═════ Dataset excerpts ═════
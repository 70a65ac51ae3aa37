//! Accessor strategy for custom views
//!
//! Decided entirely from the layout's root tag, no tree side effects:
//! - root tag names this class (possibly qualified): the XML inflates the
//!   view itself, so the binding binds onto it
//! - `merge` root: the view inflates the merge contents into itself
//! - anything else: the layout is inflated as a child of the view

use crate::edit::Edit;
use crate::error::MigrationError;
use crate::kotlin::KotlinClass;
use crate::layout::LayoutFile;

use super::common::{AccessorKind, AccessorStrategy, GenerationKind};

pub struct ViewStrategy;

impl AccessorStrategy for ViewStrategy {
    fn select(
        &self,
        class: &KotlinClass,
        _source: &str,
        layout: &LayoutFile,
        _property: &str,
        _edits: &mut Vec<Edit>,
    ) -> Result<(AccessorKind, GenerationKind), MigrationError> {
        let root = layout.root_tag.as_str();
        if root == class.name || root.ends_with(&format!(".{}", class.name)) {
            return Ok((AccessorKind::Default, GenerationKind::Bind));
        }
        if root == "merge" {
            return Ok((AccessorKind::AsMergeTag, GenerationKind::Inflate));
        }
        Ok((AccessorKind::AsChild, GenerationKind::Inflate))
    }
}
═════
Repeat, exactly and only, the lines from the beginning of the material through the line that contains "if root == class.name".

repository 70a65ac51ae3aa37
//! Accessor strategy for custom views
//!
//! Decided entirely from the layout's root tag, no tree side effects:
//! - root tag names this class (possibly qualified): the XML inflates the
//!   view itself, so the binding binds onto it
//! - `merge` root: the view inflates the merge contents into itself
//! - anything else: the layout is inflated as a child of the view

use crate::edit::Edit;
use crate::error::MigrationError;
use crate::kotlin::KotlinClass;
use crate::layout::LayoutFile;

use super::common::{AccessorKind, AccessorStrategy, GenerationKind};

pub struct ViewStrategy;

impl AccessorStrategy for ViewStrategy {
    fn select(
        &self,
        class: &KotlinClass,
        _source: &str,
        layout: &LayoutFile,
        _property: &str,
        _edits: &mut Vec<Edit>,
    ) -> Result<(AccessorKind, GenerationKind), MigrationError> {
        let root = layout.root_tag.as_str();
        if root == class.name || root.ends_with(&format!(".{}", class.name)) {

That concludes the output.